__Activity__. Nothing should be output except the lines from the top of the material below through the line that contains "version, ctx.chain_id(), ctx.this());", each exactly as written.

(Data records begins)

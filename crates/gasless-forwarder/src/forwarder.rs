//! The forwarder contract.

use crate::{registry::TypeRegistry, ForwarderError, IForwarder};
use alloy_primitives::{Address, Bytes, B256, U256};
use alloy_sol_types::SolCall;
use gasless_account::recover_signer;
use gasless_chain::{decode_call, gas, unknown_selector, CallContext, ContractInterface, Revert};
use gasless_types::{forward_request_digest, DomainDescriptor, ForwardRequest, RequestTypeDescriptor};
use std::collections::HashMap;

/// Bytes of callee return data kept in the `ExecutionResult` event.
pub const RETURN_DATA_LOG_LIMIT: usize = 256;

/// Verifies signed forward requests and executes them for their signers.
///
/// Owns the domain and request-type registry and the per-signer nonces.
/// Registration is open to anyone: a registered entry only says that a
/// hash is known, it grants no authority.
#[derive(Debug, Clone, Default)]
pub struct Forwarder {
	registry: TypeRegistry,
	nonces: HashMap<Address, U256>,
}

impl Forwarder {
	pub fn new() -> Self {
		Self::default()
	}

	pub fn registry(&self) -> &TypeRegistry {
		&self.registry
	}

	/// The nonce the next request from `from` must carry.
	pub fn get_nonce(&self, from: &Address) -> U256 {
		self.nonces.get(from).copied().unwrap_or_default()
	}

	pub fn is_registered_domain(&self, hash: &B256) -> bool {
		self.registry.is_registered_domain(hash)
	}

	pub fn is_registered_request_type(&self, hash: &B256) -> bool {
		self.registry.is_registered_request_type(hash)
	}

	/// Registers the domain `(name, version)` bound to this chain and this
	/// forwarder. Registering an existing domain returns the same separator
	/// and leaves the registry untouched.
	pub fn register_domain_separator(
		&mut self,
		ctx: &mut CallContext<'_>,
		name: &str,
		version: &str,
	) -> Result<B256, ForwarderError> {
		let domain = DomainDescriptor::new(name, version, ctx.chain_id(), ctx.this());
		let (hash, inserted) = self.registry.register_domain(&domain);
		if inserted {
			ctx.charge_sstore(true)?;
			tracing::info!(
				component = "forwarder",
				name,
				version,
				domain_separator = %hash,
				"domain registered"
			);
		}
		ctx.emit(&IForwarder::DomainRegistered {
			domainSeparator: hash,
			domainValue: domain.encode(),
		})?;
		Ok(hash)
	}

	/// Registers the request type `name(GENERIC_PARAMS,suffix`.
	pub fn register_request_type(
		&mut self,
		ctx: &mut CallContext<'_>,
		name: &str,
		suffix: &str,
	) -> Result<B256, ForwarderError> {
		let descriptor = RequestTypeDescriptor::new(name, suffix)?;
		let type_string = descriptor.type_string();
		let (hash, inserted) = self.registry.register_request_type(descriptor);
		if inserted {
			ctx.charge_sstore(true)?;
			tracing::info!(
				component = "forwarder",
				type_string = %type_string,
				type_hash = %hash,
				"request type registered"
			);
		}
		ctx.emit(&IForwarder::RequestTypeRegistered {
			typeHash: hash,
			typeStr: type_string,
		})?;
		Ok(hash)
	}

	/// Checks a request without executing it: registered domain and type,
	/// expiry, nonce, and that `signature` recovers to `req.from`.
	pub fn verify(
		&self,
		ctx: &CallContext<'_>,
		req: &ForwardRequest,
		domain_separator: &B256,
		request_type_hash: &B256,
		suffix_data: &[u8],
		signature: &[u8],
	) -> Result<(), ForwarderError> {
		if !self.registry.is_registered_domain(domain_separator) {
			return Err(ForwarderError::UnregisteredDomain(*domain_separator));
		}
		let Some(request_type) = self.registry.request_type(request_type_hash) else {
			return Err(ForwarderError::UnregisteredRequestType(*request_type_hash));
		};
		if req.is_expired_at(ctx.block_timestamp()) {
			return Err(ForwarderError::RequestExpired {
				valid_until_time: req.valid_until_time,
				block_timestamp: U256::from(ctx.block_timestamp()),
			});
		}
		let expected = self.get_nonce(&req.from);
		if req.nonce != expected {
			return Err(ForwarderError::NonceMismatch {
				from: req.from,
				expected,
				actual: req.nonce,
			});
		}

		let digest = forward_request_digest(domain_separator, request_type, req, suffix_data)?;
		match recover_signer(&digest, signature) {
			Ok(signer) if signer == req.from => Ok(()),
			Ok(signer) => {
				tracing::debug!(
					component = "forwarder",
					from = %req.from,
					recovered = %signer,
					"signature belongs to another account"
				);
				Err(ForwarderError::InvalidSignature(req.from))
			},
			Err(e) => {
				tracing::debug!(component = "forwarder", from = %req.from, error = %e, "unrecoverable signature");
				Err(ForwarderError::InvalidSignature(req.from))
			},
		}
	}

	/// Verifies `req`, consumes its nonce and calls `req.to` on behalf of
	/// `req.from`.
	///
	/// A failing callee does not fail the execution: the nonce stays consumed
	/// and the callee's revert data comes back as `(false, data)`. Native
	/// currency left on the forwarder afterwards is refunded to `req.from`.
	pub fn execute(
		&mut self,
		ctx: &mut CallContext<'_>,
		req: &ForwardRequest,
		domain_separator: &B256,
		request_type_hash: &B256,
		suffix_data: &[u8],
		signature: &[u8],
	) -> Result<(bool, Bytes), ForwarderError> {
		self.verify(
			ctx,
			req,
			domain_separator,
			request_type_hash,
			suffix_data,
			signature,
		)?;

		// The nonce is consumed before the target runs, so the target cannot
		// replay the request from within.
		ctx.charge_sstore(req.nonce.is_zero())?;
		self.nonces.insert(req.from, req.nonce + U256::from(1));

		let mut overhead = gas::CALL;
		if !req.value.is_zero() {
			overhead += gas::CALL_VALUE;
		}
		let available = gas::max_call_gas(ctx.gas_left().saturating_sub(overhead));
		let call_gas = u64::try_from(req.gas)
			.ok()
			.filter(|requested| *requested <= available)
			.ok_or(ForwarderError::InsufficientGas {
				requested: req.gas,
				available: U256::from(available),
			})?;

		let mut data = Vec::with_capacity(req.data.len() + 20);
		data.extend_from_slice(&req.data);
		data.extend_from_slice(req.from.as_slice());
		let (success, ret) = match ctx.call(req.to, req.value, data, Some(call_gas)) {
			Ok(ret) => (true, ret),
			Err(revert) => (false, revert.data),
		};

		let leftover = ctx.self_balance();
		if !leftover.is_zero() {
			ctx.transfer_native(req.from, leftover)?;
		}

		let logged = Bytes::from(ret[..ret.len().min(RETURN_DATA_LOG_LIMIT)].to_vec());
		ctx.emit(&IForwarder::ExecutionResult {
			from: req.from,
			nonce: req.nonce,
			success,
			returnData: logged,
		})?;
		tracing::info!(
			component = "forwarder",
			from = %req.from,
			to = %req.to,
			nonce = %req.nonce,
			success,
			"forward request executed"
		);
		Ok((success, ret))
	}
}

impl ContractInterface for Forwarder {
	fn kind(&self) -> &'static str {
		"Forwarder"
	}

	fn call(&mut self, ctx: &mut CallContext<'_>, input: &[u8]) -> Result<Bytes, Revert> {
		use IForwarder::IForwarderCalls as Calls;

		let Some(call) = decode_call::<Calls>(input)? else {
			return Err(unknown_selector(input));
		};
		if !ctx.msg_value().is_zero() && !matches!(call, Calls::execute(_)) {
			return Err(Revert::message("function is not payable"));
		}

		let output = match call {
			Calls::getNonce(c) => IForwarder::getNonceCall::abi_encode_returns(&(self.get_nonce(&c.from),)),
			Calls::registerDomainSeparator(c) => {
				let hash = self.register_domain_separator(ctx, &c.name, &c.version)?;
				IForwarder::registerDomainSeparatorCall::abi_encode_returns(&(hash,))
			},
			Calls::registerRequestType(c) => {
				let hash = self.register_request_type(ctx, &c.typeName, &c.typeSuffix)?;
				IForwarder::registerRequestTypeCall::abi_encode_returns(&(hash,))
			},
			Calls::isRegisteredDomain(c) => IForwarder::isRegisteredDomainCall::abi_encode_returns(
				&(self.is_registered_domain(&c.domainSeparator),),
			),
			Calls::isRegisteredRequestType(c) => {
				IForwarder::isRegisteredRequestTypeCall::abi_encode_returns(&(self
					.is_registered_request_type(&c.requestTypeHash),))
			},
			Calls::verify(c) => {
				self.verify(
					ctx,
					&c.req.into(),
					&c.domainSeparator,
					&c.requestTypeHash,
					&c.suffixData,
					&c.sig,
				)?;
				Vec::new()
			},
			Calls::execute(c) => {
				let (success, ret) = self.execute(
					ctx,
					&c.req.into(),
					&c.domainSeparator,
					&c.requestTypeHash,
					&c.suffixData,
					&c.sig,
				)?;
				IForwarder::executeCall::abi_encode_returns(&(success, ret))
			},
		};
		Ok(output.into())
	}
}
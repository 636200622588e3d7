//! Signer side of a relay: builds forward requests, signs them and wraps
//! them in envelopes.

use crate::node::GaslessNode;
use crate::relayer::RelayError;
use alloy_primitives::{Address, Bytes, U256};
use gasless_account::AccountService;
use gasless_config::RelayConfig;
use gasless_types::{
	DomainDescriptor, EncodingError, ForwardRequest, JsonRpcRequest, RelayEnvelope,
	RequestTypeDescriptor, TypedForwardRequest,
};
use std::sync::Arc;

/// A call the signer wants executed, before nonce and expiry are assigned.
#[derive(Debug, Clone, Default, PartialEq, Eq)]
pub struct CallRequest {
	pub to: Address,
	pub value: U256,
	pub data: Bytes,
	/// Gas for the inner call; the relay default when unset.
	pub gas: Option<U256>,
	/// Raw values of the request type's suffix fields, in declaration order.
	pub suffix_values: Vec<Bytes>,
}

/// A forward request together with its signature.
#[derive(Debug, Clone, PartialEq, Eq)]
pub struct SignedRequest {
	pub typed: TypedForwardRequest,
	pub signature: Bytes,
}

impl SignedRequest {
	pub fn envelope(&self) -> Result<RelayEnvelope, EncodingError> {
		RelayEnvelope::new(&self.typed, &self.signature)
	}

	/// The `eth_sendRawTransaction` body carrying the envelope.
	pub fn json_rpc(&self) -> Result<JsonRpcRequest, EncodingError> {
		JsonRpcRequest::send_raw_transaction(&self.envelope()?)
	}
}

/// Signs calls for one account under one domain and request type.
pub struct RequestSigner {
	account: Arc<AccountService>,
	domain: DomainDescriptor,
	request_type: RequestTypeDescriptor,
	default_gas: U256,
	validity_seconds: u64,
}

impl RequestSigner {
	pub fn new(
		account: Arc<AccountService>,
		domain: DomainDescriptor,
		request_type: RequestTypeDescriptor,
		relay: &RelayConfig,
	) -> Self {
		Self {
			account,
			domain,
			request_type,
			default_gas: U256::from(relay.default_gas),
			validity_seconds: relay.validity_seconds,
		}
	}

	/// A signer for `account` using the node's first domain and request type.
	pub fn for_node(node: &GaslessNode, account: Arc<AccountService>) -> Result<Self, RelayError> {
		let domain = node
			.domains()
			.first()
			.ok_or_else(|| RelayError::NotRegistered("no domain".to_string()))?;
		let request_type = node
			.request_types()
			.first()
			.ok_or_else(|| RelayError::NotRegistered("no request type".to_string()))?;
		Ok(Self::new(
			account,
			domain.clone(),
			request_type.clone(),
			node.relay_config(),
		))
	}

	pub fn domain(&self) -> &DomainDescriptor {
		&self.domain
	}

	pub fn request_type(&self) -> &RequestTypeDescriptor {
		&self.request_type
	}

	/// The `validUntilTime` of a request signed at `now`.
	pub fn valid_until(&self, now: u64) -> U256 {
		match self.validity_seconds {
			0 => U256::MAX,
			seconds => U256::from(now.saturating_add(seconds)),
		}
	}

	/// Builds and signs the forward request for `call`.
	pub async fn sign(
		&self,
		call: CallRequest,
		nonce: U256,
		now: u64,
	) -> Result<SignedRequest, RelayError> {
		let from = self.account.get_address().await?;
		let typed = TypedForwardRequest {
			domain: self.domain.clone(),
			request_type: self.request_type.clone(),
			request: ForwardRequest {
				from,
				to: call.to,
				value: call.value,
				gas: call.gas.unwrap_or(self.default_gas),
				nonce,
				data: call.data,
				valid_until_time: self.valid_until(now),
			},
			suffix_values: call.suffix_values,
		};
		typed.suffix_data()?;
		let signature = self.account.sign_forward_request(&typed).await?;
		tracing::debug!(
			component = "signer",
			from = %from,
			to = %typed.request.to,
			nonce = %nonce,
			"forward request signed"
		);
		Ok(SignedRequest { typed, signature })
	}
}
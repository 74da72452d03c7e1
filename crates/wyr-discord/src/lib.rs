//! Discord adapter (serenity).
//!
//! This crate implements the `wyr-core` ports over the Discord gateway and
//! HTTP API: event handlers for both command surfaces, embed builders, and
//! the follow-up sink that posts vote results.

use std::sync::Arc;

use async_trait::async_trait;

use serenity::{
    all::CommandInteraction, builder::CreateInteractionResponseFollowup, http::Http,
};

use wyr_core::{errors::Error, ports::ReportSink, vote::VoteReport, Result};

pub mod embeds;
pub mod handlers;
pub mod router;

pub(crate) fn map_err(e: serenity::Error) -> Error {
    Error::External(format!("discord error: {e}"))
}

/// Publishes a closed window's results as a follow-up message to the
/// interaction that posted the question.
///
/// Interaction tokens stay valid well past the 5-minute vote window, so the
/// follow-up needs no channel bookkeeping of its own.
pub struct FollowUpSink {
    http: Arc<Http>,
    interaction: CommandInteraction,
}

impl FollowUpSink {
    pub fn new(http: Arc<Http>, interaction: CommandInteraction) -> Self {
        Self { http, interaction }
    }
}

#[async_trait]
impl ReportSink for FollowUpSink {
    async fn publish(&self, report: VoteReport) -> Result<()> {
        let followup = CreateInteractionResponseFollowup::new().embed(embeds::results(&report));
        self.interaction
            .create_followup(&self.http, followup)
            .await
            .map_err(map_err)?;
        Ok(())
    }
}
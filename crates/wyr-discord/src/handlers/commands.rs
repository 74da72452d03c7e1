use std::sync::Arc;

use serenity::all::{
    CommandInteraction, Context, CreateInteractionResponse, CreateInteractionResponseMessage,
    ReactionType,
};

use tracing::{error, warn};

use wyr_core::{
    collector::VOTE_WINDOW,
    dispatch::{self, Action},
    domain::MessageId,
    help,
    vote::VoteSide,
};

use crate::{embeds, router::AppState, FollowUpSink};

pub async fn handle_command(ctx: Context, command: CommandInteraction, state: Arc<AppState>) {
    match dispatch::route_slash(&command.data.name) {
        Some(Action::PostQuestion { collect_votes }) => {
            post_question(&ctx, &command, &state, collect_votes).await;
        }
        Some(Action::PostHelp) => post_help(&ctx, &command).await,
        None => {}
    }
}

/// Post a question, attach the two vote reactions, and (on the slash
/// surface) open the 5-minute collection window for the posted message.
async fn post_question(
    ctx: &Context,
    command: &CommandInteraction,
    state: &Arc<AppState>,
    collect_votes: bool,
) {
    let question = state.catalog.pick();

    let response = CreateInteractionResponse::Message(
        CreateInteractionResponseMessage::new().embed(embeds::question(&question)),
    );
    if let Err(e) = command.create_response(&ctx.http, response).await {
        error!("failed to post question: {e}");
        return;
    }

    // The window is keyed to the posted message, so fetch it back.
    let message = match command.get_response(&ctx.http).await {
        Ok(m) => m,
        Err(e) => {
            error!("failed to fetch posted question message: {e}");
            return;
        }
    };

    for side in [VoteSide::A, VoteSide::B] {
        if let Err(e) = message
            .react(&ctx.http, ReactionType::Unicode(side.glyph().to_string()))
            .await
        {
            warn!("failed to attach {} reaction: {e}", side.glyph());
        }
    }

    if !collect_votes {
        return;
    }

    let sink = Arc::new(FollowUpSink::new(ctx.http.clone(), command.clone()));
    state
        .windows
        .open(MessageId(message.id.get()), question, VOTE_WINDOW, sink)
        .await;
}

async fn post_help(ctx: &Context, command: &CommandInteraction) {
    let response = CreateInteractionResponse::Message(
        CreateInteractionResponseMessage::new().embed(embeds::help(&help::slash_help_fields())),
    );
    if let Err(e) = command.create_response(&ctx.http, response).await {
        error!("failed to post help: {e}");
    }
}
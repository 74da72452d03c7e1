//! Static help content, one field list per command surface.

/// A single name/value field of a help message.
#[derive(Clone, Copy, Debug)]
pub struct HelpField {
    pub name: &'static str,
    pub value: &'static str,
}

/// Help shown on the slash surface.
pub fn slash_help_fields() -> [HelpField; 4] {
    [
        HelpField {
            name: "/wyr",
            value: "Get a random Would You Rather question with voting!",
        },
        HelpField {
            name: "/wyrhelp",
            value: "Show this help message",
        },
        HelpField {
            name: "🎮 How to Play",
            value: "Use /wyr to get a question, then react with 🅰️ or 🅱️ to vote!",
        },
        HelpField {
            name: "⏰ Voting Time",
            value: "Voting lasts for 5 minutes, then results are shown!",
        },
    ]
}

/// Help shown on the legacy text surface.
pub fn legacy_help_fields() -> [HelpField; 3] {
    [
        HelpField {
            name: "!wyr or !wouldyourather",
            value: "Get a random Would You Rather question!",
        },
        HelpField {
            name: "/wyr",
            value: "Get a question with voting (slash command)",
        },
        HelpField {
            name: "!wyrhelp",
            value: "Show this help message",
        },
    ]
}

#[cfg(test)]
mod tests {
    use super::*;
    use crate::dispatch::{
        LEGACY_HELP_TRIGGER, LEGACY_QUESTION_TRIGGERS, SLASH_HELP, SLASH_QUESTION,
    };

    fn field_names(fields: &[HelpField]) -> String {
        fields
            .iter()
            .map(|f| f.name)
            .collect::<Vec<_>>()
            .join("\n")
    }

    #[test]
    fn slash_help_enumerates_all_slash_triggers() {
        let names = field_names(&slash_help_fields());
        assert!(names.contains(&format!("/{SLASH_QUESTION}")));
        assert!(names.contains(&format!("/{SLASH_HELP}")));
    }

    #[test]
    fn legacy_help_enumerates_all_legacy_triggers() {
        let names = field_names(&legacy_help_fields());
        for trigger in LEGACY_QUESTION_TRIGGERS {
            assert!(names.contains(trigger), "missing trigger {trigger}");
        }
        assert!(names.contains(LEGACY_HELP_TRIGGER));
    }
}
use std::sync::Arc;

use wyr_core::config::Config;

#[tokio::main]
async fn main() -> Result<(), wyr_core::Error> {
    wyr_core::logging::init("wyr");

    let cfg = Arc::new(Config::load()?);

    wyr_discord::router::run_gateway(cfg)
        .await
        .map_err(|e| wyr_core::Error::External(format!("discord bot failed: {e}")))?;

    Ok(())
}
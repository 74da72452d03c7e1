//! Core domain + application logic for the Would You Rather Machine.
//!
//! This crate is intentionally framework-agnostic. Discord lives behind a
//! port (trait) implemented in the adapter crate.

pub mod collector;
pub mod config;
pub mod dispatch;
pub mod domain;
pub mod errors;
pub mod help;
pub mod logging;
pub mod ports;
pub mod questions;
pub mod vote;

pub use errors::{Error, Result};
/// Core error type.
///
/// The adapter crate maps its client-library errors into this type so the
/// core can handle failures consistently.
#[derive(Debug, thiserror::Error)]
pub enum Error {
    #[error("config error: {0}")]
    Config(String),

    #[error("external error: {0}")]
    External(String),
}

pub type Result<T> = std::result::Result<T, Error>;
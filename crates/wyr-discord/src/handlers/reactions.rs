use std::sync::Arc;

use serenity::all::{Context, Reaction, ReactionType};

use wyr_core::{
    domain::{MessageId, UserId},
    vote::VoteSide,
};

use crate::router::AppState;

/// Route a reaction-add event into the open-window registry.
///
/// The bot's own seeded reactions and any glyph other than the two vote
/// glyphs are dropped here; reactions on messages without an open window
/// are dropped by the registry.
pub async fn handle_reaction_add(ctx: Context, reaction: Reaction, state: Arc<AppState>) {
    let Some(user_id) = reaction.user_id else {
        return;
    };
    if user_id == ctx.cache.current_user().id {
        return;
    }

    let ReactionType::Unicode(ref glyph) = reaction.emoji else {
        return;
    };
    let Some(side) = VoteSide::from_glyph(glyph) else {
        return;
    };

    state
        .windows
        .ingest(
            MessageId(reaction.message_id.get()),
            UserId(user_id.get()),
            side,
        )
        .await;
}
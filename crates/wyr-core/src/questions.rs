use rand::seq::SliceRandom;

/// An immutable binary-choice question.
#[derive(Clone, Copy, Debug, PartialEq, Eq)]
pub struct Question {
    pub option_a: &'static str,
    pub option_b: &'static str,
}

/// The fixed in-memory question catalog. Lifetime is the process; there is
/// no persistence and no mutation.
#[derive(Clone, Debug)]
pub struct Catalog {
    entries: Vec<Question>,
}

impl Catalog {
    pub fn builtin() -> Self {
        let entries = [
            ("Have the ability to fly", "Have the ability to become invisible"),
            ("Always be 10 minutes late", "Always be 20 minutes early"),
            ("Have super strength", "Have super speed"),
            ("Live without music", "Live without movies"),
            ("Be able to speak all languages", "Be able to talk to animals"),
            ("Have $1 million now", "Have $50,000 every year for life"),
            ("Never use the internet again", "Never watch TV again"),
            ("Be famous but poor", "Be rich but unknown"),
            ("Time travel to the past", "Time travel to the future"),
            ("Have perfect memory", "Have perfect intuition"),
        ]
        .into_iter()
        .map(|(option_a, option_b)| Question { option_a, option_b })
        .collect();

        Self { entries }
    }

    /// One entry chosen uniformly at random. The catalog is never empty.
    pub fn pick(&self) -> Question {
        *self
            .entries
            .choose(&mut rand::thread_rng())
            .unwrap_or(&self.entries[0])
    }

    pub fn entries(&self) -> &[Question] {
        &self.entries
    }
}
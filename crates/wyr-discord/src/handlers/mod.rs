//! Gateway event handlers.
//!
//! The `Handler` fans events out to one submodule per surface: slash
//! commands, legacy text triggers, and the reaction stream that feeds open
//! vote windows.

use std::sync::Arc;

use serenity::{
    all::{Command, Context, CreateCommand, EventHandler, Interaction, Message, Reaction, Ready},
    async_trait,
};

use tracing::{error, info};

use wyr_core::dispatch;

use crate::router::AppState;

mod commands;
mod reactions;
mod text;

pub struct Handler {
    state: Arc<AppState>,
}

impl Handler {
    pub fn new(state: Arc<AppState>) -> Self {
        Self { state }
    }
}

#[async_trait]
impl EventHandler for Handler {
    async fn ready(&self, ctx: Context, ready: Ready) {
        info!("{} is now online", ready.user.name);

        let commands: Vec<CreateCommand> = dispatch::command_descriptors()
            .iter()
            .map(|c| CreateCommand::new(c.name).description(c.description))
            .collect();

        match Command::set_global_commands(&ctx.http, commands).await {
            Ok(registered) => info!("registered {} application commands", registered.len()),
            // Non-fatal: the legacy text triggers keep working.
            Err(e) => error!("failed to register application commands: {e}"),
        }
    }

    async fn interaction_create(&self, ctx: Context, interaction: Interaction) {
        let Interaction::Command(command) = interaction else {
            return;
        };
        commands::handle_command(ctx, command, self.state.clone()).await;
    }

    async fn message(&self, ctx: Context, msg: Message) {
        text::handle_message(ctx, msg, self.state.clone()).await;
    }

    async fn reaction_add(&self, ctx: Context, reaction: Reaction) {
        reactions::handle_reaction_add(ctx, reaction, self.state.clone()).await;
    }
}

(Data records ends)

__Exercise result__.
filename crates/gasless-forwarder/src/forwarder.rs
//! The forwarder contract.

use crate::{registry::TypeRegistry, ForwarderError, IForwarder};
use alloy_primitives::{Address, Bytes, B256, U256};
use alloy_sol_types::SolCall;
use gasless_account::recover_signer;
use gasless_chain::{decode_call, gas, unknown_selector, CallContext, ContractInterface, Revert};
use gasless_types::{forward_request_digest, DomainDescriptor, ForwardRequest, RequestTypeDescriptor};
use std::collections::HashMap;

/// Bytes of callee return data kept in the `ExecutionResult` event.
pub const RETURN_DATA_LOG_LIMIT: usize = 256;

/// Verifies signed forward requests and executes them for their signers.
///
/// Owns the domain and request-type registry and the per-signer nonces.
/// Registration is open to anyone: a registered entry only says that a
/// hash is known, it grants no authority.
#[derive(Debug, Clone, Default)]
pub struct Forwarder {
	registry: TypeRegistry,
	nonces: HashMap<Address, U256>,
}

impl Forwarder {
	pub fn new() -> Self {
		Self::default()
	}

	pub fn registry(&self) -> &TypeRegistry {
		&self.registry
	}

	/// The nonce the next request from `from` must carry.
	pub fn get_nonce(&self, from: &Address) -> U256 {
		self.nonces.get(from).copied().unwrap_or_default()
	}

	pub fn is_registered_domain(&self, hash: &B256) -> bool {
		self.registry.is_registered_domain(hash)
	}

	pub fn is_registered_request_type(&self, hash: &B256) -> bool {
		self.registry.is_registered_request_type(hash)
	}

	/// Registers the domain `(name, version)` bound to this chain and this
	/// forwarder. Registering an existing domain returns the same separator
	/// and leaves the registry untouched.
	pub fn register_domain_separator(
		&mut self,
		ctx: &mut CallContext<'_>,
		name: &str,
		version: &str,
	) -> Result<B256, ForwarderError> {
		let domain = DomainDescriptor::new(name, version, ctx.chain_id(), ctx.this());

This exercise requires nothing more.